I concur on both counts.  This is most likely what happened: _"If the Eyties call it autoclave, well, hell, let's do the same..."_


----------



## giginho

@ Tutti: autoclacve in italiano è un recipiente che, per le sue caratteristiche, si mantiene chiuso da solo, da qui la provenienza del nome.

In questa affermazione, riminiscenza dei miei studi, sono supportato da wiki che dice:

Il termine autoclave, parola moderna costituita dalle parole di origine latina auto e clave (chiusura), indica in senso stretto un tipo di chiusura ermetica in cui la differenza di pressione positiva tra l'interno e l'esterno del recipiente agevola la tenuta. Il sistema cioè si chiude da solo.

_Il termine si usa in senso esteso per indicare i contenitori e gli apparecchi che utilizzano questo sistema di chiusura, come per esempio i grandi contenitori industriali per la fermentazione del mosto e i forni per la sterilizzazione usati in ambito ospedaliero e nell'industria alimentare._

Per cui non vedo perchè non debba andare bene per il vino ma solo per l'acqua (che fa ruggine, si sa!  )


----------



## Teerex51

giginho said:


> @ Tutti: autoclave in italiano è un recipiente che, per le sue caratteristiche, si mantiene chiuso da solo, da qui la provenienza del nome.
> 
> Per cui non vedo perchè non debba andare bene per il vino ma solo per l'acqua (che fa ruggine, si sa!  )



Giginho, credo che siamo tutti d'accordo nell'uso italiano di autoclave per più applicazioni industriali.

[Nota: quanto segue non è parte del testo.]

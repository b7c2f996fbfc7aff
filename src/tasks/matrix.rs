//! The task matrix: the persisted task list and its operations.

use chrono::{DateTime, Local, NaiveDate, Utc};
use std::cmp::Ordering;
use std::fmt;
use std::str::FromStr;

use super::due_date::parse_due;
use super::entry::{Communication, CommunicationKind, ExtractedTask, Task, TaskDraft};
use crate::error::{DashboardError, Result};
use crate::store::{self, keys, BundleKind, StateStore};

pub const TASK_BUNDLE: BundleKind = BundleKind {
    label: "tasks",
    legacy_key: "tasks",
    required_fields: &["id", "text"],
};

#[derive(Debug, Clone, Copy, PartialEq, Eq, Default)]
pub enum TaskFilter {
    #[default]
    All,
    Active,
    Completed,
}

impl TaskFilter {
    fn matches(self, task: &Task) -> bool {
        match self {
            TaskFilter::All => true,
            TaskFilter::Active => !task.completed,
            TaskFilter::Completed => task.completed,
        }
    }
}

impl FromStr for TaskFilter {
    type Err = String;

    fn from_str(s: &str) -> std::result::Result<Self, Self::Err> {
        match s.trim().to_ascii_lowercase().as_str() {
            "all" => Ok(TaskFilter::All),
            "active" => Ok(TaskFilter::Active),
            "completed" => Ok(TaskFilter::Completed),
            other => Err(format!("unknown filter '{}'", other)),
        }
    }
}

impl fmt::Display for TaskFilter {
    fn fmt(&self, f: &mut fmt::Formatter<'_>) -> fmt::Result {
        f.write_str(match self {
            TaskFilter::All => "all",
            TaskFilter::Active => "active",
            TaskFilter::Completed => "completed",
        })
    }
}

/// Display order: incomplete first, then earliest due date (missing or
/// invalid dates last), then newest first
pub fn display_order(a: &Task, b: &Task) -> Ordering {
    fn due_key(task: &Task) -> Option<NaiveDate> {
        task.due_date.as_deref().and_then(parse_due)
    }

    a.completed
        .cmp(&b.completed)
        .then_with(|| match (due_key(a), due_key(b)) {
            (Some(x), Some(y)) => x.cmp(&y),
            (Some(_), None) => Ordering::Less,
            (None, Some(_)) => Ordering::Greater,
            (None, None) => Ordering::Equal,
        })
        .then_with(|| b.created_at.cmp(&a.created_at))
}

fn new_id() -> String {
    uuid::Uuid::new_v4().to_string()
}

fn now_millis() -> i64 {
    Utc::now().timestamp_millis()
}

pub struct TaskMatrix {
    store: StateStore,
    tasks: Vec<Task>,
}

impl TaskMatrix {
    pub fn load(store: StateStore) -> Self {
        let tasks: Vec<Task> = store.load_or_default(keys::TASKS);
        tracing::debug!(count = tasks.len(), "Loaded tasks");
        Self { store, tasks }
    }

    /// Tasks in stored order (newest additions first)
    pub fn tasks(&self) -> &[Task] {
        &self.tasks
    }

    pub fn get(&self, id: &str) -> Result<&Task> {
        self.tasks
            .iter()
            .find(|t| t.id == id)
            .ok_or_else(|| DashboardError::NotFound(format!("task {}", id)))
    }

    fn position(&self, id: &str) -> Result<usize> {
        self.tasks
            .iter()
            .position(|t| t.id == id)
            .ok_or_else(|| DashboardError::NotFound(format!("task {}", id)))
    }

    /// Save `next` and adopt it. On a failed save the current list is kept.
    fn commit(&mut self, next: Vec<Task>) -> Result<()> {
        self.store.save(keys::TASKS, &next)?;
        self.tasks = next;
        Ok(())
    }

    /// Apply `change` to a copy of one task and commit it
    fn edit(&mut self, id: &str, change: impl FnOnce(&mut Task)) -> Result<Task> {
        let index = self.position(id)?;
        let mut next = self.tasks.clone();
        change(&mut next[index]);
        let updated = next[index].clone();
        self.commit(next)?;
        Ok(updated)
    }

    fn prepend(&mut self, task: Task) -> Result<Task> {
        let mut next = Vec::with_capacity(self.tasks.len() + 1);
        next.push(task.clone());
        next.extend(self.tasks.iter().cloned());
        self.commit(next)?;
        Ok(task)
    }

    /// Filtered tasks in display order
    pub fn view(&self, filter: TaskFilter) -> Vec<&Task> {
        let mut visible: Vec<&Task> = self.tasks.iter().filter(|t| filter.matches(t)).collect();
        visible.sort_by(|a, b| display_order(a, b));
        visible
    }

    /// Add a task from the manual form. The title is required.
    pub fn add(&mut self, draft: TaskDraft) -> Result<Task> {
        if draft.text.trim().is_empty() {
            return Err(DashboardError::MissingField("Task title".to_string()));
        }
        let task = self.prepend(Task::from_draft(new_id(), draft, now_millis()))?;
        tracing::info!(id = %task.id, "Added task");
        Ok(task)
    }

    /// Replace a task's editable fields
    pub fn update(&mut self, id: &str, draft: TaskDraft) -> Result<Task> {
        if draft.text.trim().is_empty() {
            return Err(DashboardError::MissingField("Task title".to_string()));
        }
        self.edit(id, |task| task.apply_draft(draft))
    }

    /// Merge a model-extracted task into the list (prepended)
    pub fn merge_extracted(&mut self, extracted: ExtractedTask) -> Result<Task> {
        let draft = extracted.into_draft();
        if draft.text.trim().is_empty() {
            return Err(DashboardError::MalformedResponse);
        }
        let task = self.prepend(Task::from_draft(new_id(), draft, now_millis()))?;
        tracing::info!(id = %task.id, "Added extracted task");
        Ok(task)
    }

    /// Flip completion. Returns the new state.
    pub fn toggle_completed(&mut self, id: &str) -> Result<bool> {
        let task = self.edit(id, |task| task.completed = !task.completed)?;
        Ok(task.completed)
    }

    pub fn delete(&mut self, id: &str) -> Result<Task> {
        let index = self.position(id)?;
        let mut next = self.tasks.clone();
        let removed = next.remove(index);
        self.commit(next)?;
        Ok(removed)
    }

    /// Append to a task's communication log
    pub fn log_communication(
        &mut self,
        id: &str,
        kind: CommunicationKind,
        text: &str,
    ) -> Result<Communication> {
        let text = text.trim();
        if text.is_empty() {
            return Err(DashboardError::MissingField("Communication note".to_string()));
        }

        let entry = Communication {
            id: new_id(),
            kind,
            text: text.to_string(),
            timestamp: now_millis(),
        };
        let logged = entry.clone();
        self.edit(id, move |task| task.communications.push(logged))?;
        Ok(entry)
    }

    /// Record assistant output as a note and in the internal notes
    pub fn add_assistant_notes(
        &mut self,
        id: &str,
        action: &str,
        custom_prompt: Option<&str>,
        content: &str,
        at: DateTime<Local>,
    ) -> Result<Task> {
        let prompt_line = custom_prompt
            .map(|p| format!("Prompt: {}\n", p))
            .unwrap_or_default();

        let entry = Communication {
            id: new_id(),
            kind: CommunicationKind::Note,
            text: format!(
                "--- AI Assistant Generated ---\nAction: {}\n{}Response:\n{}",
                action, prompt_line, content
            ),
            timestamp: at.timestamp_millis(),
        };

        self.edit(id, |task| {
            task.communications.push(entry);
            task.internal_notes = format!(
                "{}\n\n--- AI Assistant ({}) ---\n{}",
                task.internal_notes,
                at.format("%-m/%-d/%Y, %-I:%M:%S %p"),
                content
            )
            .trim()
            .to_string();
        })
    }

    /// Export bundle file name for `date`
    pub fn export_file_name(date: NaiveDate) -> String {
        format!("matrix-tasks-export-{}.json", date.format("%Y-%m-%d"))
    }

    pub fn export(&self, now: DateTime<Utc>) -> Result<String> {
        store::export_bundle(&TASK_BUNDLE, &self.tasks, now)
    }

    /// Replace the whole list with an imported bundle
    pub fn import(&mut self, raw: &str) -> Result<usize> {
        let tasks: Vec<Task> = store::import_bundle(&TASK_BUNDLE, raw)?;
        self.commit(tasks)?;
        Ok(self.tasks.len())
    }
}

#[cfg(test)]
mod tests {
    use super::*;
    use crate::tasks::entry::Priority;
    use chrono::TimeZone;
    use tempfile::TempDir;

    fn matrix() -> (TempDir, TaskMatrix) {
        let dir = TempDir::new().unwrap();
        let store = StateStore::new(dir.path()).unwrap();
        (dir, TaskMatrix::load(store))
    }

    fn draft(title: &str, due: Option<&str>) -> TaskDraft {
        TaskDraft {
            text: title.into(),
            due_date: due.map(String::from),
            ..TaskDraft::default()
        }
    }

    fn task(id: &str, completed: bool, due: Option<&str>, created_at: i64) -> Task {
        let mut task = Task::from_draft(id.into(), draft(id, due), created_at);
        task.completed = completed;
        task
    }

    #[test]
    fn test_add_requires_title_and_prepends() {
        let (_dir, mut matrix) = matrix();
        assert!(matches!(
            matrix.add(draft("  ", None)),
            Err(DashboardError::MissingField(_))
        ));

        matrix.add(draft("first", None)).unwrap();
        let second = matrix.add(draft("second", None)).unwrap();
        assert_eq!(matrix.tasks()[0].id, second.id);
        assert!(!second.completed);
        assert!(second.communications.is_empty());
    }

    #[test]
    fn test_changes_persist() {
        let dir = TempDir::new().unwrap();
        let store = StateStore::new(dir.path()).unwrap();
        let mut matrix = TaskMatrix::load(store.clone());

        let task = matrix.add(draft("Call Ann", Some("2024-01-02"))).unwrap();
        matrix.toggle_completed(&task.id).unwrap();
        matrix
            .log_communication(&task.id, CommunicationKind::Call, "Left voicemail")
            .unwrap();

        let reloaded = TaskMatrix::load(store);
        let saved = reloaded.get(&task.id).unwrap();
        assert!(saved.completed);
        assert_eq!(saved.communications.len(), 1);
        assert_eq!(saved.communications[0].kind, CommunicationKind::Call);
    }

    #[test]
    fn test_failed_save_keeps_list_unchanged() {
        let dir = TempDir::new().unwrap();
        let store = StateStore::new(dir.path()).unwrap();
        let mut matrix = TaskMatrix::load(store.clone());
        let kept = matrix.add(draft("Call Ann", None)).unwrap();

        crate::store::state_store::block_key(&store, keys::TASKS);

        assert!(matrix.add(draft("Call Bob", None)).is_err());
        assert!(matrix.toggle_completed(&kept.id).is_err());
        assert!(matrix
            .log_communication(&kept.id, CommunicationKind::Note, "hi")
            .is_err());
        assert!(matrix.delete(&kept.id).is_err());

        assert_eq!(matrix.tasks(), &[kept]);
    }

    #[test]
    fn test_communication_requires_text_and_keeps_order() {
        let (_dir, mut matrix) = matrix();
        let task = matrix.add(draft("t", None)).unwrap();

        assert!(matrix
            .log_communication(&task.id, CommunicationKind::Note, "   ")
            .is_err());
        matrix
            .log_communication(&task.id, CommunicationKind::Email, "one")
            .unwrap();
        matrix
            .log_communication(&task.id, CommunicationKind::Note, "two")
            .unwrap();

        let log = &matrix.get(&task.id).unwrap().communications;
        assert_eq!(log[0].text, "one");
        assert_eq!(log[1].text, "two");
    }

    #[test]
    fn test_display_order() {
        let mut tasks = vec![
            task("done", true, Some("2024-01-01"), 5),
            task("invalid", false, Some("someday"), 9),
            task("late", false, Some("2024-05-01"), 1),
            task("early", false, Some("2024-02-01"), 1),
            task("none-old", false, None, 1),
            task("none-new", false, None, 2),
        ];
        tasks.sort_by(display_order);
        let ids: Vec<&str> = tasks.iter().map(|t| t.id.as_str()).collect();
        assert_eq!(ids, vec!["early", "late", "invalid", "none-new", "none-old", "done"]);
    }

    #[test]
    fn test_filter() {
        let (_dir, mut matrix) = matrix();
        let a = matrix.add(draft("a", None)).unwrap();
        matrix.add(draft("b", None)).unwrap();
        matrix.toggle_completed(&a.id).unwrap();

        assert_eq!(matrix.view(TaskFilter::All).len(), 2);
        assert_eq!(matrix.view(TaskFilter::Active).len(), 1);
        assert_eq!(matrix.view(TaskFilter::Completed)[0].id, a.id);
        assert_eq!("completed".parse::<TaskFilter>().unwrap(), TaskFilter::Completed);
    }

    #[test]
    fn test_merge_extracted_keeps_invalid_due_date() {
        let (_dir, mut matrix) = matrix();
        let extracted = ExtractedTask {
            text: Some("Renew auto".into()),
            due_date: Some("end of month".into()),
            priority: Some("low".into()),
            ..ExtractedTask::default()
        };
        let task = matrix.merge_extracted(extracted).unwrap();
        assert_eq!(task.due_date.as_deref(), Some("end of month"));
        assert_eq!(task.priority, Priority::Low);
        assert_eq!(task.task_type, "Follow-up");
        assert_eq!(matrix.tasks()[0].id, task.id);
    }

    #[test]
    fn test_assistant_notes_format() {
        let (_dir, mut matrix) = matrix();
        let task = matrix.add(draft("t", None)).unwrap();
        let at = Local.with_ymd_and_hms(2024, 3, 5, 14, 7, 9).unwrap();

        let updated = matrix
            .add_assistant_notes(&task.id, "custom", Some("Summarize"), "All good", at)
            .unwrap();

        let note = updated.communications.last().unwrap();
        assert_eq!(note.kind, CommunicationKind::Note);
        assert_eq!(
            note.text,
            "--- AI Assistant Generated ---\nAction: custom\nPrompt: Summarize\nResponse:\nAll good"
        );
        assert_eq!(
            updated.internal_notes,
            "--- AI Assistant (3/5/2024, 2:07:09 PM) ---\nAll good"
        );
    }

    #[test]
    fn test_export_import_round_trip() {
        let (_dir, mut matrix) = matrix();
        let first = matrix.add(draft("first", Some("2024-01-01"))).unwrap();
        matrix.add(draft("second", None)).unwrap();
        matrix
            .log_communication(&first.id, CommunicationKind::Note, "hello")
            .unwrap();
        let before = matrix.tasks().to_vec();

        let raw = matrix.export(Utc::now()).unwrap();

        let (_dir2, mut other) = self::matrix();
        assert_eq!(other.import(&raw).unwrap(), 2);
        assert_eq!(other.tasks(), before.as_slice());
    }

    #[test]
    fn test_export_empty_rejected() {
        let (_dir, matrix) = matrix();
        assert!(matches!(
            matrix.export(Utc::now()),
            Err(DashboardError::NothingToExport(_))
        ));
        assert_eq!(
            TaskMatrix::export_file_name(NaiveDate::from_ymd_opt(2024, 6, 1).unwrap()),
            "matrix-tasks-export-2024-06-01.json"
        );
    }
}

E' l'inglese che appare più restrittivo e quando usa _autoclave_ per l'industria vinicola si lascia influenzare dall'uso italiano.
Come però ho scritto sopra, la frase del NYT dice: "_chiamati _autoclave" e non semplicemente "autoclave", come sarebbe da aspettarsi se il termine corrispondesse esattamente.


_A storm in a wineglass? _


----------



## melarosa

Buon giorno a tutti, 
non immaginavo di suscitare cotanta partecipazione GRAZIE!
I think I'll use the same term specyfying that an autoclave is a pressurized tank  used for the fermentation of sparkling wines( which i really like and red ones too.......).
Ancora mille grazie


----------



## Tegs

Teerex51 said:


> Giginho, credo che siamo tutti d'accordo nell'uso italiano di autoclave per più applicazioni industriali. E' l'inglese che appare più restrittivo e quando usa _autoclave_ per l'industria vinicola si lascia influenzare dall'uso italiano.
> Come però ho scritto sopra, la frase del NYT dice: "_chiamati _autoclave" e non semplicemente "autoclave", come sarebbe da aspettarsi se il termine corrispondesse esattamente._A storm in a wineglass? _



At the risk of encurring wrath now that the storm has more or less abated ....... I have to point out that newspapers often do things like "called autoclave" so as to signal to readers who are not familiar to the term "yohoo, there is a weird term in here, you're not expected to know it already!" It doesn't have to signal a borrowed word, it can be any weird and wonderful English word that a normal person might not know 

Ok, please don't shoot me!


----------



## giginho

Tegs said:


> At the risk of encurring wrath now that the storm has more or less abated ....... I have to point out that newspapers often do things like "called autoclave" so as to signal to readers who are not familiar to the term "yohoo, there is a weird term in here, you're not expected to know it already!" It doesn't have to signal a borrowed word, it can be any weird and wonderful English word that a normal person might not know
> 
> Ok, please don't shoot me!



In addition: autoclave is the same in italian and in English as well, so using your suggestion will be a fantastic deal!


----------



## Teerex51

Tegs said:


> At the risk of encurring wrath ...
> Ok, please don't shoot me!



Why shoot you? This was fun and I have to say KC summed it up pretty concisely. I have nothing to add to the conclusions he reached".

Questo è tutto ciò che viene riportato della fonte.